Using regular expressions in the worst possible way

Question

Given a string like "4>2", and in general "X>Y" is there a way to create a regular expression that accepts the string iff the condition is true?

Answer 1

You couldn't. As a counter example, you have to be able accept

10 > 1

and generally

10^n > 10^m

for n > m. This would require counting, which normal regular expressions can't do.

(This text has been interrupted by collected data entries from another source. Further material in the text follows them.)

//! ChaCha20-Poly1305 AEAD cipher implementation
//! 
//! ChaCha20-Poly1305 is a modern authenticated encryption algorithm that provides
//! both confidentiality and authenticity. It's faster than AES on platforms without
//! hardware AES acceleration and is used in protocols like TLS 1.3 and WireGuard.

use chacha20poly1305::{
    aead::{Aead, KeyInit, OsRng, rand_core::RngCore},
    ChaCha20Poly1305, Nonce,
};
use super::Block;

/// ChaCha20-Poly1305 cipher block
/// 
/// This implementation uses a 256-bit (32-byte) key and generates a unique
/// 96-bit (12-byte) nonce for each encryption operation. The nonce is prepended
/// to the ciphertext for decryption.
pub struct ChaCha20Poly1305Block {
    cipher: ChaCha20Poly1305,
}

impl ChaCha20Poly1305Block {
    /// Creates a new ChaCha20-Poly1305 cipher from a 32-byte key
    /// 
    /// # Arguments
    /// * `key` - 256-bit (32-byte) encryption key
    pub fn new(key: &[u8; 32]) -> Self {
        let cipher = ChaCha20Poly1305::new(key.into());
        Self { cipher }
    }

    /// Creates a new ChaCha20-Poly1305 cipher from a string
    /// 
    /// The string is converted to bytes and padded/truncated to 32 bytes.
    /// If the string is shorter than 32 bytes, it's zero-padded.
    /// If longer, only the first 32 bytes are used.
    /// 
    /// # Arguments
    /// * `s` - String to derive the key from
    pub fn from_string(s: &str) -> Self {
        let mut key = [0u8; 32];
        let bytes = s.as_bytes();
        
        if bytes.len() >= 32 {
            key.copy_from_slice(&bytes[..32]);
        } else {
            key[..bytes.len()].copy_from_slice(bytes);
        }
        
        Self::new(&key)
    }

    /// Generates a random 12-byte nonce
    /// 
    /// Each encryption operation should use a unique nonce to ensure security.
    /// This function uses the system's cryptographically secure random number generator.
    fn generate_nonce() -> [u8; 12] {
        let mut nonce = [0u8; 12];
        OsRng.fill_bytes(&mut nonce);
        nonce
    }
}

impl Block for ChaCha20Poly1305Block {
    /// Encrypts data in-place with ChaCha20-Poly1305
    /// 
    /// The encrypted output format is: [nonce(12 bytes)][ciphertext][tag(16 bytes)]
    /// The authentication tag is automatically appended by the AEAD cipher.
    /// 
    /// # Arguments
    /// * `data` - Plaintext to encrypt (will be replaced with nonce + ciphertext + tag)
    /// 
    /// # Returns
    /// * `Ok(())` on success
    /// * `Err` if encryption fails
    fn encrypt(&self, data: &mut Vec<u8>) -> crate::Result<()> {
        let nonce_bytes = Self::generate_nonce();
        let nonce = Nonce::from_slice(&nonce_bytes);

        let ciphertext = self.cipher
            .encrypt(nonce, data.as_ref())
            .map_err(|e| format!("ChaCha20-Poly1305 encryption failed: {}", e))?;

        // Replace data with: nonce || ciphertext (ciphertext already includes auth tag)
        data.clear();
        data.extend_from_slice(&nonce_bytes);
        data.extend_from_slice(&ciphertext);

        Ok(())
    }

    /// Decrypts data in-place with ChaCha20-Poly1305
    /// 
    /// Expects input format: [nonce(12 bytes)][ciphertext][tag(16 bytes)]
    /// The authentication tag is automatically verified during decryption.
    /// 
    /// # Arguments
    /// * `data` - Encrypted data (nonce + ciphertext + tag) to decrypt
    /// 
    /// # Returns
    /// * `Ok(())` on success
    /// * `Err` if data is too short, decryption fails, or authentication fails
    fn decrypt(&self, data: &mut Vec<u8>) -> crate::Result<()> {
        // Minimum length: 12 (nonce) + 16 (tag) = 28 bytes
        if data.len() < 28 {
            return Err("Data too short for ChaCha20-Poly1305 decryption".into());
        }

        let nonce = Nonce::from_slice(&data[0..12]);
        let ciphertext = &data[12..];

        let plaintext = self.cipher
            .decrypt(nonce, ciphertext)
            .map_err(|e| format!("ChaCha20-Poly1305 decryption failed: {}", e))?;

        // Replace data with plaintext
        data.clear();
        data.extend_from_slice(&plaintext);

        Ok(())
    }
}
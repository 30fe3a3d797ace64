//! Packet-glue core for a mesh overlay node.
//!
//! Wires the boundary collaborators a node embeds this crate alongside
//! (switch fabric, peer-to-peer crypto, content-layer crypto, tunnel
//! device, routing module) into a single [`dispatcher::Dispatcher`] that
//! moves frames between them. See [`register::register`] for the usual
//! entry point.

pub mod address;
pub mod config;
pub mod content_session;
pub mod context;
pub mod crypto;
pub mod demo_crypto;
pub mod dispatcher;
pub mod errors;
pub mod frame;
pub mod ipv6;
pub mod logging;
pub mod outer_session;
pub mod register;
pub mod router;
pub mod switch;
pub mod tunnel;

pub type Error = Box<dyn std::error::Error + Send + Sync>;
pub type Result<T> = std::result::Result<T, Error>;
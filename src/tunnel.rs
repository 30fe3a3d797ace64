//! The local tunnel-device collaborator (§4.6, §6): delivery of plaintext
//! IPv6 packets to and from the host's network stack. The device itself
//! (opening a TUN interface, routing table plumbing) is out of scope
//! (§1); this crate only needs somewhere to hand decoded packets to and
//! pull encoded ones from.

use crate::Result;
use crate::frame::Frame;

/// The local tunnel device, as seen from the core.
pub trait TunnelInterface: Send + Sync {
    /// Delivers a fully-decrypted IPv6 packet addressed to this node to
    /// the host network stack.
    fn deliver(&self, frame: Frame) -> Result<()>;
}
//! Node registration: wires collaborators and configuration into a
//! running [`crate::dispatcher::Dispatcher`] (§6, §10.5).

use std::fmt;
use std::sync::Arc;

use crate::address::{Address, AddressError};
use crate::context::{Context, DispatcherConfig};
use crate::content_session::SessionManager;
use crate::dispatcher::Dispatcher;
use crate::outer_session::CryptoAuth;
use crate::router::RouterModule;
use crate::switch::SwitchInterface;
use crate::tunnel::TunnelInterface;

/// Everything [`register`] needs to bring a node's dispatcher up.
pub struct RegisterArgs {
    pub public_key: [u8; 32],
    pub network_address: u64,
    pub crypto_auth: Arc<dyn CryptoAuth>,
    pub switch: Arc<dyn SwitchInterface>,
    pub tunnel: Arc<dyn TunnelInterface>,
    pub router: Arc<dyn RouterModule>,
    pub content_sessions: Arc<dyn SessionManager>,
    pub config: DispatcherConfig,
}

/// Why [`register`] refused to bring a node up.
#[derive(Debug)]
pub enum RegisterError {
    InvalidIdentity(AddressError),
}

impl fmt::Display for RegisterError {
    fn fmt(&self, f: &mut fmt::Formatter<'_>) -> fmt::Result {
        match self {
            RegisterError::InvalidIdentity(_) => "node identity failed to validate".fmt(f),
        }
    }
}

impl std::error::Error for RegisterError {
    fn source(&self) -> Option<&(dyn std::error::Error + 'static)> {
        match self {
            RegisterError::InvalidIdentity(err) => Some(err),
        }
    }
}

/// Derives this node's own [`Address`] from its public key and builds a
/// [`Dispatcher`] ready to drive the six boundary-crossing entry points.
pub fn register(args: RegisterArgs) -> Result<Arc<Dispatcher>, RegisterError> {
    let our_address = Address::from_authenticated_key(args.public_key, args.network_address)
        .map_err(RegisterError::InvalidIdentity)?;

    tracing::info!(ip6 = ?our_address.ip6, "registering node dispatcher");

    let ctx = Context::new(
        our_address,
        args.crypto_auth,
        args.switch,
        args.tunnel,
        args.router,
        args.content_sessions,
        args.config,
    );

    Ok(crate::dispatcher::new_dispatcher(ctx))
}

#[cfg(test)]
mod tests {
    use super::*;
    use crate::content_session::KeyedSessionManager;
    use crate::crypto::CryptoConfig;
    use crate::outer_session::OuterSession;
    use crate::router::test_support::RecordingRouter;
    use crate::tunnel::test_support::RecordingTunnel;

    struct NullSession;
    impl OuterSession for NullSession {
        fn decrypt(&self, _frame: &mut crate::frame::Frame) -> crate::Result<()> {
            Ok(())
        }
        fn encrypt(&self, _frame: &mut crate::frame::Frame) -> crate::Result<()> {
            Ok(())
        }
        fn peer_public_key(&self) -> Option<[u8; 32]> {
            None
        }
        fn state(&self) -> crate::outer_session::SessionState {
            crate::outer_session::SessionState::Negotiating
        }
    }

    struct NullCryptoAuth;
    impl CryptoAuth for NullCryptoAuth {
        fn our_public_key(&self) -> [u8; 32] {
            [0u8; 32]
        }
        fn wrap(&self, _peer_key: Option<[u8; 32]>) -> Arc<dyn OuterSession> {
            Arc::new(NullSession)
        }
    }

    struct NullSwitch;
    impl SwitchInterface for NullSwitch {
        fn send_message(&self, _frame: crate::frame::Frame) -> crate::Result<()> {
            Ok(())
        }
    }

    #[test]
    fn register_rejects_all_zero_key() {
        let args = RegisterArgs {
            public_key: [0u8; 32],
            network_address: 0,
            crypto_auth: Arc::new(NullCryptoAuth),
            switch: Arc::new(NullSwitch),
            tunnel: Arc::new(RecordingTunnel::default()),
            router: Arc::new(RecordingRouter::default()),
            content_sessions: Arc::new(KeyedSessionManager::new(CryptoConfig::Plain)),
            config: DispatcherConfig::default(),
        };
        assert!(matches!(register(args), Err(RegisterError::InvalidIdentity(_))));
    }

    #[test]
    fn register_succeeds_for_valid_key() {
        let args = RegisterArgs {
            public_key: [42u8; 32],
            network_address: 7,
            crypto_auth: Arc::new(NullCryptoAuth),
            switch: Arc::new(NullSwitch),
            tunnel: Arc::new(RecordingTunnel::default()),
            router: Arc::new(RecordingRouter::default()),
            content_sessions: Arc::new(KeyedSessionManager::new(CryptoConfig::Plain)),
            config: DispatcherConfig::default(),
        };
        let dispatcher = register(args).unwrap();
        assert_eq!(dispatcher.stats().frames_from_switch, 0);
    }
}
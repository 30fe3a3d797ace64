//! The in-band routing module collaborator (§4.1, §6): DHT-style control
//! traffic distinguished from ordinary data by the router-traffic
//! predicate in [`crate::ipv6`] and handed off wholesale rather than
//! parsed here — the routing protocol itself is out of scope (§1).

use crate::Result;
use crate::address::Address;

/// A routing-module control message, opaque to this crate beyond the
/// sender it arrived from / the recipient it is destined to.
#[derive(Debug, Clone)]
pub struct DhtMessage {
    pub peer: Address,
    pub payload: Vec<u8>,
}

/// A route: the switch label to reach a peer, plus the public key the
/// router authenticated it under (needed to pin the outer session — the
/// dispatcher otherwise only ever learns a peer's key from an inbound
/// handshake, never from initiating one itself).
#[derive(Debug, Clone, Copy)]
pub struct Route {
    pub label: u64,
    pub peer_public_key: [u8; 32],
}

/// The routing/DHT module (§6 `RouterModule`). Supplies path lookups for
/// outgoing traffic and consumes router-traffic frames the dispatcher
/// peels off the inbound path.
pub trait RouterModule: Send + Sync {
    /// Best known route toward `destination_ip6`, if any.
    fn get_best(&self, destination_ip6: &[u8; 16]) -> Option<Route>;

    /// Informs the router a peer has been observed, in case it wants to
    /// add it to its routing table.
    fn add_node(&self, peer: Address, label: u64);

    /// Informs the router that `label` no longer reaches its peer (e.g.
    /// a switch-layer error control frame arrived referencing it).
    fn broken_path(&self, label: u64);

    /// Delivers an in-band routing message received from the network.
    fn handle_incoming(&self, message: DhtMessage) -> Result<()>;
}

#[cfg(test)]
pub(crate) mod test_support {
    use super::*;
    use std::sync::RwLock;

    #[derive(Default)]
    pub struct RecordingRouter {
        pub routes: RwLock<std::collections::HashMap<[u8; 16], Route>>,
        pub broken: RwLock<Vec<u64>>,
        pub received: RwLock<Vec<DhtMessage>>,
    }

    impl RouterModule for RecordingRouter {
        fn get_best(&self, destination_ip6: &[u8; 16]) -> Option<Route> {
            self.routes.read().unwrap().get(destination_ip6).copied()
        }

        fn add_node(&self, peer: Address, label: u64) {
            self.routes.write().unwrap().insert(peer.ip6, Route { label, peer_public_key: peer.public_key });
        }

        fn broken_path(&self, label: u64) {
            self.broken.write().unwrap().push(label);
        }

        fn handle_incoming(&self, message: DhtMessage) -> Result<()> {
            self.received.write().unwrap().push(message);
            Ok(())
        }
    }
}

That said, if you have much more powerful regular expressions, as some languages do, you might be able to do this.

Answer 2

You can, but it requires a few regexs (say for unsigned shorts 0 .. 65535), numbers not starting with a 0

Check on size, if

/^(\d{2}>\d{1})|(\d{3}>\d{2})|(\d{4}>\d{3})|(\d{5}>\d{4})$/

then ok, else check same length, if

/^(\d{1}>\d{1})|(\d{2}>\d{2})|(\d{3}>\d{3})|(\d{4}>\d{4})|(\d{5}>\d{5})$/

then (same length) check digit by digit, if

/^(9.*?>[1-8])|(8.*?>[1-7])|(7.*?>[1-6])|(6.*?>[1-5])|(5.*?>[1-4])|(4.*?>[1-3])|
  (3.*?>[1-2])|(2.*?>1)/

else (2nd digit) if

/^(.9.*?>.[1-8])|(.8.*?>.[1-7])|(.7.*?>.[1-6])|(.6.*?>.[1-5])|(.5.*?>.[1-4])|(.4.*?>.[1-3])|
  (.3.*?>.[1-2])|(.2.*?>.1)/

 etc.. for 3rd to 5th digit